//! # Instances
//!
//! One task per dungeon, raid or adventure copy. The instance owns its
//! roster and progress, starts boss encounters on demand and reacts to their
//! defeat / wipe reports.
//!
//! Lifecycle: `initializing → waiting → active ⇄ boss_engaged → completed`,
//! with a leader-initiated soft reset returning to `waiting`.

mod actor;
mod state;

pub(crate) use actor::spawn_instance;
pub use state::{
    DeathOutcome, InstanceLaunch, InstanceSnapshot, InstanceStatus, LootMode, PlayerInfo, Role,
    RosterEntry,
};

use crate::encounter::EncounterHandle;
use crate::error::InstanceError;
use crate::mythic::MythicTimerView;
use actor::InstanceCommand;
use horizon_contracts::{call, notify, ActorError, ActorId, BossId, CharacterId, InstanceGuid};
use std::time::Duration;
use tokio::sync::mpsc;

/// Cloneable reference to a running instance.
#[derive(Debug, Clone)]
pub struct InstanceHandle {
    guid: InstanceGuid,
    actor_id: ActorId,
    sender: mpsc::Sender<InstanceCommand>,
}

impl InstanceHandle {
    pub(crate) fn new(guid: InstanceGuid, actor_id: ActorId, sender: mpsc::Sender<InstanceCommand>) -> Self {
        Self { guid, actor_id, sender }
    }

    pub fn guid(&self) -> InstanceGuid {
        self.guid
    }

    pub fn actor_id(&self) -> ActorId {
        self.actor_id
    }

    pub fn is_alive(&self) -> bool {
        !self.sender.is_closed()
    }

    pub async fn add_player(&self, info: PlayerInfo) -> Result<(), InstanceError> {
        call(&self.sender, |reply| InstanceCommand::AddPlayer { info, reply }).await?
    }

    /// Returns the promoted leader if the removed player was leading.
    pub async fn remove_player(&self, character: CharacterId) -> Result<Option<CharacterId>, InstanceError> {
        call(&self.sender, |reply| InstanceCommand::RemovePlayer { character, reply }).await?
    }

    pub async fn player_entered(&self, character: CharacterId) -> Result<(), InstanceError> {
        call(&self.sender, |reply| InstanceCommand::PlayerEntered { character, reply }).await?
    }

    pub async fn player_left(&self, character: CharacterId) -> Result<(), InstanceError> {
        call(&self.sender, |reply| InstanceCommand::PlayerLeft { character, reply }).await?
    }

    pub async fn player_died(&self, character: CharacterId) -> Result<DeathOutcome, InstanceError> {
        call(&self.sender, |reply| InstanceCommand::PlayerDied { character, reply }).await?
    }

    pub async fn player_resurrected(&self, character: CharacterId) -> Result<(), InstanceError> {
        call(&self.sender, |reply| InstanceCommand::PlayerResurrected { character, reply }).await?
    }

    pub async fn respawn_remaining(&self, character: CharacterId) -> Result<Duration, InstanceError> {
        call(&self.sender, |reply| InstanceCommand::RespawnRemaining { character, reply }).await?
    }

    /// Engages `boss`, or returns the running encounter if already engaged.
    pub async fn engage_boss(&self, boss: BossId) -> Result<EncounterHandle, InstanceError> {
        call(&self.sender, |reply| InstanceCommand::EngageBoss { boss, reply }).await?
    }

    /// Adds trash kills and returns the new total.
    pub async fn record_trash_kills(&self, count: u32) -> Result<u32, InstanceError> {
        call(&self.sender, |reply| InstanceCommand::RecordTrashKills { count, reply }).await?
    }

    pub async fn start_mythic_timer(&self) -> Result<MythicTimerView, InstanceError> {
        call(&self.sender, |reply| InstanceCommand::StartMythicTimer { reply }).await?
    }

    pub async fn mythic_status(&self) -> Result<Option<MythicTimerView>, ActorError> {
        call(&self.sender, |reply| InstanceCommand::MythicStatus { reply }).await
    }

    pub async fn set_loot_mode(&self, requester: CharacterId, mode: LootMode) -> Result<(), InstanceError> {
        call(&self.sender, |reply| InstanceCommand::SetLootMode { requester, mode, reply }).await?
    }

    pub async fn set_leader(&self, requester: CharacterId, new_leader: CharacterId) -> Result<(), InstanceError> {
        call(&self.sender, |reply| InstanceCommand::SetLeader { requester, new_leader, reply }).await?
    }

    pub async fn reset(&self, requester: CharacterId) -> Result<(), InstanceError> {
        call(&self.sender, |reply| InstanceCommand::Reset { requester, reply }).await?
    }

    pub async fn snapshot(&self) -> Result<InstanceSnapshot, ActorError> {
        call(&self.sender, |reply| InstanceCommand::Snapshot { reply }).await
    }

    pub async fn stop(&self) -> Result<(), ActorError> {
        notify(&self.sender, InstanceCommand::Stop).await
    }

    #[cfg(test)]
    pub(crate) async fn crash(&self) -> Result<(), ActorError> {
        notify(&self.sender, InstanceCommand::Crash).await
    }
}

# Work instructions
Transcribe the material above. Change nothing in it.

# Answer area
//! # Instances
//!
//! One task per dungeon, raid or adventure copy. The instance owns its
//! roster and progress, starts boss encounters on demand and reacts to their
//! defeat / wipe reports.
//!
//! Lifecycle: `initializing → waiting → active ⇄ boss_engaged → completed`,
//! with a leader-initiated soft reset returning to `waiting`.

mod actor;
mod state;

pub(crate) use actor::spawn_instance;
pub use state::{
    DeathOutcome, InstanceLaunch, InstanceSnapshot, InstanceStatus, LootMode, PlayerInfo, Role,
    RosterEntry,
};

use crate::encounter::EncounterHandle;
use crate::error::InstanceError;
use crate::mythic::MythicTimerView;
use actor::InstanceCommand;
use horizon_contracts::{call, notify, ActorError, ActorId, BossId, CharacterId, InstanceGuid};
use std::time::Duration;
use tokio::sync::mpsc;

/// Cloneable reference to a running instance.
#[derive(Debug, Clone)]
pub struct InstanceHandle {
    guid: InstanceGuid,
    actor_id: ActorId,
    sender: mpsc::Sender<InstanceCommand>,
}

impl InstanceHandle {
    pub(crate) fn new(guid: InstanceGuid, actor_id: ActorId, sender: mpsc::Sender<InstanceCommand>) -> Self {
        Self { guid, actor_id, sender }
    }

    pub fn guid(&self) -> InstanceGuid {
        self.guid
    }

    pub fn actor_id(&self) -> ActorId {
        self.actor_id
    }

    pub fn is_alive(&self) -> bool {
        !self.sender.is_closed()
    }

    pub async fn add_player(&self, info: PlayerInfo) -> Result<(), InstanceError> {
        call(&self.sender, |reply| InstanceCommand::AddPlayer { info, reply }).await?
    }

    /// Returns the promoted leader if the removed player was leading.
    pub async fn remove_player(&self, character: CharacterId) -> Result<Option<CharacterId>, InstanceError> {
        call(&self.sender, |reply| InstanceCommand::RemovePlayer { character, reply }).await?
    }

    pub async fn player_entered(&self, character: CharacterId) -> Result<(), InstanceError> {
        call(&self.sender, |reply| InstanceCommand::PlayerEntered { character, reply }).await?
    }

    pub async fn player_left(&self, character: CharacterId) -> Result<(), InstanceError> {
        call(&self.sender, |reply| InstanceCommand::PlayerLeft { character, reply }).await?
    }

    pub async fn player_died(&self, character: CharacterId) -> Result<DeathOutcome, InstanceError> {
        call(&self.sender, |reply| InstanceCommand::PlayerDied { character, reply }).await?
    }

    pub async fn player_resurrected(&self, character: CharacterId) -> Result<(), InstanceError> {
        call(&self.sender, |reply| InstanceCommand::PlayerResurrected { character, reply }).await?
    }

    pub async fn respawn_remaining(&self, character: CharacterId) -> Result<Duration, InstanceError> {
        call(&self.sender, |reply| InstanceCommand::RespawnRemaining { character, reply }).await?
    }

    /// Engages `boss`, or returns the running encounter if already engaged.
    pub async fn engage_boss(&self, boss: BossId) -> Result<EncounterHandle, InstanceError> {
        call(&self.sender, |reply| InstanceCommand::EngageBoss { boss, reply }).await?
    }

    /// Adds trash kills and returns the new total.
    pub async fn record_trash_kills(&self, count: u32) -> Result<u32, InstanceError> {
        call(&self.sender, |reply| InstanceCommand::RecordTrashKills { count, reply }).await?
    }

    pub async fn start_mythic_timer(&self) -> Result<MythicTimerView, InstanceError> {
        call(&self.sender, |reply| InstanceCommand::StartMythicTimer { reply }).await?
    }

    pub async fn mythic_status(&self) -> Result<Option<MythicTimerView>, ActorError> {
        call(&self.sender, |reply| InstanceCommand::MythicStatus { reply }).await
    }

    pub async fn set_loot_mode(&self, requester: CharacterId, mode: LootMode) -> Result<(), InstanceError> {
        call(&self.sender, |reply| InstanceCommand::SetLootMode { requester, mode, reply }).await?
    }

    pub async fn set_leader(&self, requester: CharacterId, new_leader: CharacterId) -> Result<(), InstanceError> {
        call(&self.sender, |reply| InstanceCommand::SetLeader { requester, new_leader, reply }).await?
    }

    pub async fn reset(&self, requester: CharacterId) -> Result<(), InstanceError> {
        call(&self.sender, |reply| InstanceCommand::Reset { requester, reply }).await?
    }

    pub async fn snapshot(&self) -> Result<InstanceSnapshot, ActorError> {
        call(&self.sender, |reply| InstanceCommand::Snapshot { reply }).await
    }

    pub async fn stop(&self) -> Result<(), ActorError> {
        notify(&self.sender, InstanceCommand::Stop).await
    }

    #[cfg(test)]
    pub(crate) async fn crash(&self) -> Result<(), ActorError> {
        notify(&self.sender, InstanceCommand::Crash).await
    }
}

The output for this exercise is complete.